## Material to process
- - - -
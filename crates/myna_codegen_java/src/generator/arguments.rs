use super::*;

impl JavaCodeGenerator {
    /// Render a plain comma-separated argument list.
    pub(crate) fn render_arguments(
        &mut self,
        args: &[Expression],
        ctx: &mut ExpressionContext,
    ) -> Result<String, CodeGenError> {
        let mut rendered = Vec::new();
        for arg in args {
            rendered.push(self.generate_expression(arg, ctx)?);
        }
        Ok(rendered.join(", "))
    }

    /// Render an argument list against a resolved call signature, wrapping
    /// trailing arguments into an array when the callee is varargs and the
    /// call shape does not already match.
    pub(crate) fn render_call_arguments(
        &mut self,
        args: &[Expression],
        resolved: Option<&ResolvedRef>,
        ctx: &mut ExpressionContext,
    ) -> Result<String, CodeGenError> {
        let Some(resolved) = resolved else {
            return self.render_arguments(args, ctx);
        };
        let Some(method_id) = resolved.method_id() else {
            return self.render_arguments(args, ctx);
        };
        let Some(method) = self.decls.method(method_id).cloned() else {
            return self.render_arguments(args, ctx);
        };

        if !method.is_varargs || method.parameters.is_empty() {
            return self.render_arguments(args, ctx);
        }

        let fixed = method.parameters.len() - 1;
        if fixed > args.len() {
            return self.render_arguments(args, ctx);
        }

        // One trailing argument that is already an array passes through.
        if args.len() == method.parameters.len() {
            if let Some(last) = args.last() {
                if last.semantic_type().is_array() {
                    return self.render_arguments(args, ctx);
                }
            }
        }

        let mut rendered = Vec::new();
        for arg in &args[..fixed] {
            rendered.push(self.generate_expression(arg, ctx)?);
        }

        let variadic_type = self
            .provider()
            .parameter_type(method_id, fixed)
            .substitute(&resolved.substitution);
        let element_type = match variadic_type.element_type() {
            Some(element) => element.clone(),
            None => SemanticType::object(),
        };
        let element_text = self.write_type(&element_type)?;

        let mut tail = Vec::new();
        for arg in &args[fixed..] {
            tail.push(self.generate_expression(arg, ctx)?);
        }
        rendered.push(format!("new {}[]{{{}}}", element_text, tail.join(", ")));

        Ok(rendered.join(", "))
    }
}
- - - -
## The problem
Every record, word for word, must be returned.

## Solution to this exercise
filename crates/myna_codegen_java/src/generator/arguments.rs
use super::*;

impl JavaCodeGenerator {
    /// Render a plain comma-separated argument list.
    pub(crate) fn render_arguments(
        &mut self,
        args: &[Expression],
        ctx: &mut ExpressionContext,
    ) -> Result<String, CodeGenError> {
        let mut rendered = Vec::new();
        for arg in args {
            rendered.push(self.generate_expression(arg, ctx)?);
        }
        Ok(rendered.join(", "))
    }

    /// Render an argument list against a resolved call signature, wrapping
    /// trailing arguments into an array when the callee is varargs and the
    /// call shape does not already match.
    pub(crate) fn render_call_arguments(
        &mut self,
        args: &[Expression],
        resolved: Option<&ResolvedRef>,
        ctx: &mut ExpressionContext,
    ) -> Result<String, CodeGenError> {
        let Some(resolved) = resolved else {
            return self.render_arguments(args, ctx);
        };
        let Some(method_id) = resolved.method_id() else {
            return self.render_arguments(args, ctx);
        };
        let Some(method) = self.decls.method(method_id).cloned() else {
            return self.render_arguments(args, ctx);
        };

        if !method.is_varargs || method.parameters.is_empty() {
            return self.render_arguments(args, ctx);
        }

        let fixed = method.parameters.len() - 1;
        if fixed > args.len() {
            return self.render_arguments(args, ctx);
        }

        // One trailing argument that is already an array passes through.
        if args.len() == method.parameters.len() {
            if let Some(last) = args.last() {
                if last.semantic_type().is_array() {
                    return self.render_arguments(args, ctx);
                }
            }
        }

        let mut rendered = Vec::new();
        for arg in &args[..fixed] {
            rendered.push(self.generate_expression(arg, ctx)?);
        }

        let variadic_type = self
            .provider()
            .parameter_type(method_id, fixed)
            .substitute(&resolved.substitution);
        let element_type = match variadic_type.element_type() {
            Some(element) => element.clone(),
            None => SemanticType::object(),
        };
        let element_text = self.write_type(&element_type)?;

        let mut tail = Vec::new();
        for arg in &args[fixed..] {
            tail.push(self.generate_expression(arg, ctx)?);
        }
        rendered.push(format!("new {}[]{{{}}}", element_text, tail.join(", ")));

        Ok(rendered.join(", "))
    }
}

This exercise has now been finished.